EXERCISE DETAILS:
Go over the lines below, and when one contains the word "DocumentKind", copy it.

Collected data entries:
========================

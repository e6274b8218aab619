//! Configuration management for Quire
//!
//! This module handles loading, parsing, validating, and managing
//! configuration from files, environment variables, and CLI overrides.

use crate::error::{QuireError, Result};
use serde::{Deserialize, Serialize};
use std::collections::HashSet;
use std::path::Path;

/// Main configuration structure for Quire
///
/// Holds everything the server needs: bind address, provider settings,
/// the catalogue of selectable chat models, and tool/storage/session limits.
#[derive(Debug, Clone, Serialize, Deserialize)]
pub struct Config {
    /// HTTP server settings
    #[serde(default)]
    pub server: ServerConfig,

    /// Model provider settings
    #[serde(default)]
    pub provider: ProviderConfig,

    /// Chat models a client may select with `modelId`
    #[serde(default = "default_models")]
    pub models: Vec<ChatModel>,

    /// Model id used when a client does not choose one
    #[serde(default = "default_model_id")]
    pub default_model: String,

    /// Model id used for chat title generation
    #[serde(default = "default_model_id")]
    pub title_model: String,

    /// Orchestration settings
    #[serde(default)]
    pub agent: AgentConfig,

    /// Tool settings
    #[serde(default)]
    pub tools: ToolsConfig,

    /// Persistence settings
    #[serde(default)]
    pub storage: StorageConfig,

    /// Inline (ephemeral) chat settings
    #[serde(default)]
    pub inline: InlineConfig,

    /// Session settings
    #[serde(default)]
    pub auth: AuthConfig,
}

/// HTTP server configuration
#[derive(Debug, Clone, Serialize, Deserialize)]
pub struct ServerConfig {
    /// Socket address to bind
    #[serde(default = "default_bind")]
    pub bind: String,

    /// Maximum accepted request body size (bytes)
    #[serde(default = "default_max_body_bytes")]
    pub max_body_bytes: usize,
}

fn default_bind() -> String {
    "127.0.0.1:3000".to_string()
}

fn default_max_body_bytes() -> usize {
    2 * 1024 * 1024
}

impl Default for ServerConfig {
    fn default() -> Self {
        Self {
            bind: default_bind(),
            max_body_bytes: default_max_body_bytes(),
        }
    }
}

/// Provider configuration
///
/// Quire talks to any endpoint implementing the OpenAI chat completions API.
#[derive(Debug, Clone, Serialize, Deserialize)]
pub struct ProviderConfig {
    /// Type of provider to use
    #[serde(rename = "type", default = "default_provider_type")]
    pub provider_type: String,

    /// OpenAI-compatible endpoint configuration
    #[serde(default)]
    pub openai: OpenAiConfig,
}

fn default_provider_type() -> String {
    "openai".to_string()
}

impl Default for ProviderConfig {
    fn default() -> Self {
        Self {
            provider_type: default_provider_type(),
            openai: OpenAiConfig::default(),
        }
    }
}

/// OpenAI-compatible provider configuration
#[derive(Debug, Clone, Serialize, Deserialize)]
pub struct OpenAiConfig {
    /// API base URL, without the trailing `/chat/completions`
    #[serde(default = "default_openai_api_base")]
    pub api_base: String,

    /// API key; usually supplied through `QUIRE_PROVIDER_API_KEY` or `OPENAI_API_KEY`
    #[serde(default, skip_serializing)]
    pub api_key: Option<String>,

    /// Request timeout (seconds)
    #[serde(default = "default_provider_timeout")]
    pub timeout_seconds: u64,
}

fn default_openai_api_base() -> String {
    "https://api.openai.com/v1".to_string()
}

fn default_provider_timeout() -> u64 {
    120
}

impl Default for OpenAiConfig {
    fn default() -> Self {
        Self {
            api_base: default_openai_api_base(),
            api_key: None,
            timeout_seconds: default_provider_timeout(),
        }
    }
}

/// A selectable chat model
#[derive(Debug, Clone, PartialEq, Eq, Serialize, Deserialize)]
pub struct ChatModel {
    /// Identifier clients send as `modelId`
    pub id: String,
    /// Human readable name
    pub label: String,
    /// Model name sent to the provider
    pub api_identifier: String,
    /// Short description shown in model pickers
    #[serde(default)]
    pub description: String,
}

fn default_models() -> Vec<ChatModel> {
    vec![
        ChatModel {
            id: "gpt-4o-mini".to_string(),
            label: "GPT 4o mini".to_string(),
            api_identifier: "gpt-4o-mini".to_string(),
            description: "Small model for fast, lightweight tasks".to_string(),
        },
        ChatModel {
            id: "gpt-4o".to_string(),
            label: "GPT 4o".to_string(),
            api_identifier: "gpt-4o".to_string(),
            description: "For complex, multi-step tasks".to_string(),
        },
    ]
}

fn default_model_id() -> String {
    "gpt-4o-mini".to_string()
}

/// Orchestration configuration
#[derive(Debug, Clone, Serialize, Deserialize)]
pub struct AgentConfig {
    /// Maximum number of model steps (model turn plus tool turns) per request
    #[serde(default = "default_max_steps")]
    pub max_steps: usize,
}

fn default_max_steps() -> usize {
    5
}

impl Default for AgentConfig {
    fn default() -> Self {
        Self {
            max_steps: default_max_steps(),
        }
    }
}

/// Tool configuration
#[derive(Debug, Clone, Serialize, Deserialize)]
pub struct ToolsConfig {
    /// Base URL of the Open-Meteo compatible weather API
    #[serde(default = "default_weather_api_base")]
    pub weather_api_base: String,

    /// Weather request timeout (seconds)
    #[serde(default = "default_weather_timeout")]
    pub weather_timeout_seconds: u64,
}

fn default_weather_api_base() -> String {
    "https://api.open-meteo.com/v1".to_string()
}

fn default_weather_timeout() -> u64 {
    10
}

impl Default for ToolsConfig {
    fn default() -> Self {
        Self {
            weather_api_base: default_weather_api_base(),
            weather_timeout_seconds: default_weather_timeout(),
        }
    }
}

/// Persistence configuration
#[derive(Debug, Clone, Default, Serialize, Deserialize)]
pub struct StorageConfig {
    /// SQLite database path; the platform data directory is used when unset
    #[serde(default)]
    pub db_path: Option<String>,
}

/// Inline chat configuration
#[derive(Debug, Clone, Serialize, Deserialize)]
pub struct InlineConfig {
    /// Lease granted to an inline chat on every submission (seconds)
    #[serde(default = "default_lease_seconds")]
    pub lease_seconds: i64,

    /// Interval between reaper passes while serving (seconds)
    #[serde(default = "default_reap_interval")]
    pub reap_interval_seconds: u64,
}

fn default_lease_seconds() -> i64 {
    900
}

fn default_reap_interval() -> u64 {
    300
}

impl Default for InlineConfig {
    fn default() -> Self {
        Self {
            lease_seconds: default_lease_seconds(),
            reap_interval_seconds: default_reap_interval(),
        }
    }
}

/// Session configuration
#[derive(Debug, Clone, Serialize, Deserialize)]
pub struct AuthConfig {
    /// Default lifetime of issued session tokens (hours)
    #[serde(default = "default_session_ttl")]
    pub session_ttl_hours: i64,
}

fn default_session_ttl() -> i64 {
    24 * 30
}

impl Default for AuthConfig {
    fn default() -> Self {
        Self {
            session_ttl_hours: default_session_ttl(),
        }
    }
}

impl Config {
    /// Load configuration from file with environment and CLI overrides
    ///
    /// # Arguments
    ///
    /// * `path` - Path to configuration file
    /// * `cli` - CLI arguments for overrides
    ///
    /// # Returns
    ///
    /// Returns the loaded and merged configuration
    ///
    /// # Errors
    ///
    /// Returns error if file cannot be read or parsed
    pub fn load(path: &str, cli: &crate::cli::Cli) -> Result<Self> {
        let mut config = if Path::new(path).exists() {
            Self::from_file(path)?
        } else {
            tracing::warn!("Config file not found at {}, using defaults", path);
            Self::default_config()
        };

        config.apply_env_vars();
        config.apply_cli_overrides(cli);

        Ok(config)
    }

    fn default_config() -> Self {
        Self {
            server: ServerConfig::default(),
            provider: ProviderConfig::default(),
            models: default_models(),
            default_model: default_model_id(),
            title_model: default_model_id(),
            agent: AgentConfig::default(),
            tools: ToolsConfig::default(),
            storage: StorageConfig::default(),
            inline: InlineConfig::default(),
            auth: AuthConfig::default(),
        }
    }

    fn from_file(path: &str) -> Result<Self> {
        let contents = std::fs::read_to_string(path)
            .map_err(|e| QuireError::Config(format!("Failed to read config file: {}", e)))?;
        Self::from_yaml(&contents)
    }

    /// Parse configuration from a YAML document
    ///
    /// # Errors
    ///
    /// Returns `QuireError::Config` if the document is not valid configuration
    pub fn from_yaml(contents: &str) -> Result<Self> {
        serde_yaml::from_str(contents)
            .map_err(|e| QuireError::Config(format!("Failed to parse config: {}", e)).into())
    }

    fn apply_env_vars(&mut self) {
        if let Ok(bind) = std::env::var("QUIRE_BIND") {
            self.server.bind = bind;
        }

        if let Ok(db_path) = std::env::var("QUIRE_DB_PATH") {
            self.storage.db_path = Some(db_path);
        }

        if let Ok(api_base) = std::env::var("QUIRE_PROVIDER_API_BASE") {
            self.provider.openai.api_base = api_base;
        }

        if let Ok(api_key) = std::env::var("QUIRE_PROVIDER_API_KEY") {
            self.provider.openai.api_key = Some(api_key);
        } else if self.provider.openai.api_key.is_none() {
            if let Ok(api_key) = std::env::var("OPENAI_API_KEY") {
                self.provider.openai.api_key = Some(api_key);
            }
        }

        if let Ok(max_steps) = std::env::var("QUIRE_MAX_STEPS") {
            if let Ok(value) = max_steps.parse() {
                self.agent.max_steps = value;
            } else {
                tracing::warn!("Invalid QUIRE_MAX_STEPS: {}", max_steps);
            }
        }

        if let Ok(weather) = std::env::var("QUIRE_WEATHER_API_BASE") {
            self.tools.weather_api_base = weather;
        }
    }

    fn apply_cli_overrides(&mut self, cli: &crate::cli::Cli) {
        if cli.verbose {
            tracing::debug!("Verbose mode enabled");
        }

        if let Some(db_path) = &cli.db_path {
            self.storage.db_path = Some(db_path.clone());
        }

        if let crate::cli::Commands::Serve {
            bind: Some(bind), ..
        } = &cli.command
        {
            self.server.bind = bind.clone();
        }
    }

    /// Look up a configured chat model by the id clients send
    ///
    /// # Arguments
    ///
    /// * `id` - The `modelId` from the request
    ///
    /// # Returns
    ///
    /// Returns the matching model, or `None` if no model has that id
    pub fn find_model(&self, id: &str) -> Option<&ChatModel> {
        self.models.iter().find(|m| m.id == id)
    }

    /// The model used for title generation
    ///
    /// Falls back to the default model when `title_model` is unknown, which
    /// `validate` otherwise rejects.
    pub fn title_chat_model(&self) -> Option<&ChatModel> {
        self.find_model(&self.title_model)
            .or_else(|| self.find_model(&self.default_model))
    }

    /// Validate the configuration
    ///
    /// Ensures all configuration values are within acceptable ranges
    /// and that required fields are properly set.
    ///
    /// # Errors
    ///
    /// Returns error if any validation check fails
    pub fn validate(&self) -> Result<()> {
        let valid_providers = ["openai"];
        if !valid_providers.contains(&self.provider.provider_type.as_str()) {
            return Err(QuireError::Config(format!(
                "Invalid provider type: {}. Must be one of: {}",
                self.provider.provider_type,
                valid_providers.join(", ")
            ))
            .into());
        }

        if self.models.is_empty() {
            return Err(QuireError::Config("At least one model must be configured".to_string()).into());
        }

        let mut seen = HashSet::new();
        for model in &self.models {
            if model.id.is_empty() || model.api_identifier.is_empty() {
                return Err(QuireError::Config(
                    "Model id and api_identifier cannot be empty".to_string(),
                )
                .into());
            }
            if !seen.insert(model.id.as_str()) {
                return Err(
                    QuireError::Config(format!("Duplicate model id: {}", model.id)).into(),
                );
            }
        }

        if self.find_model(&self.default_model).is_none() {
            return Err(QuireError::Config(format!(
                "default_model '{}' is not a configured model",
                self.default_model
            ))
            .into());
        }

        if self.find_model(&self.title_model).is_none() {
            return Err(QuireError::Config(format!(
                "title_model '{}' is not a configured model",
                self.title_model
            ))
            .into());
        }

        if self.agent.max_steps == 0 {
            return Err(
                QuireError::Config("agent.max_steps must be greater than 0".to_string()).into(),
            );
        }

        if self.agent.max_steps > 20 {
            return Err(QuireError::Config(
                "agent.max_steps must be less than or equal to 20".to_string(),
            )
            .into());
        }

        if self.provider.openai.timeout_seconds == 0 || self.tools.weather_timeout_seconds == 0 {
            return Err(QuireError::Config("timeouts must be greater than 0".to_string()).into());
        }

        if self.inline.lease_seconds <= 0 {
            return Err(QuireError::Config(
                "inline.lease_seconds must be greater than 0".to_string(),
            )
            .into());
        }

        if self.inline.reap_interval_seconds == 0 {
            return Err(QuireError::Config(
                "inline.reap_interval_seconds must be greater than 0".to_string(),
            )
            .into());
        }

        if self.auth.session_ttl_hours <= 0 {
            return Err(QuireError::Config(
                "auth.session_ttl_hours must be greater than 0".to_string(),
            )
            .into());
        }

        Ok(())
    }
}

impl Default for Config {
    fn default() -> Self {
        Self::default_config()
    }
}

========================

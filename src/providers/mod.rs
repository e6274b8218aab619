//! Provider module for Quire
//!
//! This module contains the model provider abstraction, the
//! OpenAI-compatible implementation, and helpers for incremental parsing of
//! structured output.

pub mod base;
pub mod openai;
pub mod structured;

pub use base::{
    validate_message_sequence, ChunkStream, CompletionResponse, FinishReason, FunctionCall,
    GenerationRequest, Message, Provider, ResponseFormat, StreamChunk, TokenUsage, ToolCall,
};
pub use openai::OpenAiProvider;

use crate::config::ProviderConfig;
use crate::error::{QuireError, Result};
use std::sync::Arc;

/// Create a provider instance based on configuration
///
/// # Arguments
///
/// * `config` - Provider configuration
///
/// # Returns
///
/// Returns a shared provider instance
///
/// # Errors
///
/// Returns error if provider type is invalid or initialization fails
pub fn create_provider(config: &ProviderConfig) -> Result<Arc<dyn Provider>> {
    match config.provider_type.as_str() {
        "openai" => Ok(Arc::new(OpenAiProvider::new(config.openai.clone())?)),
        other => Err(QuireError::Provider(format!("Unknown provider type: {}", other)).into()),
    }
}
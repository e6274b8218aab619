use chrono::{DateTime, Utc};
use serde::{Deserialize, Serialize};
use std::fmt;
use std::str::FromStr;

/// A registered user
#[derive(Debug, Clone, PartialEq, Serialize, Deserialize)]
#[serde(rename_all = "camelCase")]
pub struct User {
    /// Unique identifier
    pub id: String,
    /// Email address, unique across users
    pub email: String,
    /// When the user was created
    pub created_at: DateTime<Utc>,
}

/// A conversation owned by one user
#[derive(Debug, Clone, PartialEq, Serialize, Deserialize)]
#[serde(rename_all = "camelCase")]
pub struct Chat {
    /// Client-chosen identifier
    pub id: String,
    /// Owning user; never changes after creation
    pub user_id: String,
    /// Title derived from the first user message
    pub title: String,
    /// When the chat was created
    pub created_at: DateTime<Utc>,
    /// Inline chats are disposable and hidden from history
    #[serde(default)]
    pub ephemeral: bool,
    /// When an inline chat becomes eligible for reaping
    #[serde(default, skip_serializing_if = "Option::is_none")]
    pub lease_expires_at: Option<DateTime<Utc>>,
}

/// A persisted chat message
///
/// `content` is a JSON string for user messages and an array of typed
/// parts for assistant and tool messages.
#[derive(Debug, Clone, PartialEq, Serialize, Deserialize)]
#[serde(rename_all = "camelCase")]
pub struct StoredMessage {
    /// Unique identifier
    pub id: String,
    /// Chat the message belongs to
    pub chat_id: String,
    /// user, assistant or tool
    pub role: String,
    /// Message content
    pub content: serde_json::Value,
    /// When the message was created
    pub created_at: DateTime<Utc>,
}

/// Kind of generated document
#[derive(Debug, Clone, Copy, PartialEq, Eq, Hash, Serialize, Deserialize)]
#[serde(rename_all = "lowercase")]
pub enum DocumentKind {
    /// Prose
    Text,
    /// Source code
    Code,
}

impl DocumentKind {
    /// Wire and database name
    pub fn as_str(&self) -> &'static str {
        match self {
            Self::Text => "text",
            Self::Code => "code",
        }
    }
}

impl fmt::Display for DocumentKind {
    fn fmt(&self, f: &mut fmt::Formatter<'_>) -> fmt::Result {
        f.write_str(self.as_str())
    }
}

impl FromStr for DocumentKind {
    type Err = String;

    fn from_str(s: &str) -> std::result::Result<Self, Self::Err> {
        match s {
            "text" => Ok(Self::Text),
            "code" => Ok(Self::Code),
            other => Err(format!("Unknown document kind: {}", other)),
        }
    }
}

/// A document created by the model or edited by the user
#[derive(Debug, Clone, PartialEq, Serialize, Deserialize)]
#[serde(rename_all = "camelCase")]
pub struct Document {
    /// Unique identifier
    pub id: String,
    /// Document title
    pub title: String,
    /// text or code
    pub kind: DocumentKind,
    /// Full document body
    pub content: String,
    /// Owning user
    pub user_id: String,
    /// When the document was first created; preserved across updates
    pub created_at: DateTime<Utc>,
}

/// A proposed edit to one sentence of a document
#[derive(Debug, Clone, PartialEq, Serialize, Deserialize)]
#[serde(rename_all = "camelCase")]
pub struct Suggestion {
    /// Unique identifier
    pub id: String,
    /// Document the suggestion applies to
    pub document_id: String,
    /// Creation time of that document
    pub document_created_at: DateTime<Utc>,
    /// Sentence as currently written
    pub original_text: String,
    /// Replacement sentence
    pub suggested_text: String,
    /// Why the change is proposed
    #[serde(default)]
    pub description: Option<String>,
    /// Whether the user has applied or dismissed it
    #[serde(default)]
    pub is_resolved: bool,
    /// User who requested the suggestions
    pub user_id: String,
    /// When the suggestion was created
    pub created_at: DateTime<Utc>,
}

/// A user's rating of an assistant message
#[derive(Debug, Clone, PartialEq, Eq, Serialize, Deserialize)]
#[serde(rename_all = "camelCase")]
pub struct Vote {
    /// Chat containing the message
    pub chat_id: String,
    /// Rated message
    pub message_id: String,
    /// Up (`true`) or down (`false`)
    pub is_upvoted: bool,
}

========================

RESPONSE FOR THIS EXERCISE:
pub enum DocumentKind {
impl DocumentKind {
impl fmt::Display for DocumentKind {
impl FromStr for DocumentKind {
    pub kind: DocumentKind,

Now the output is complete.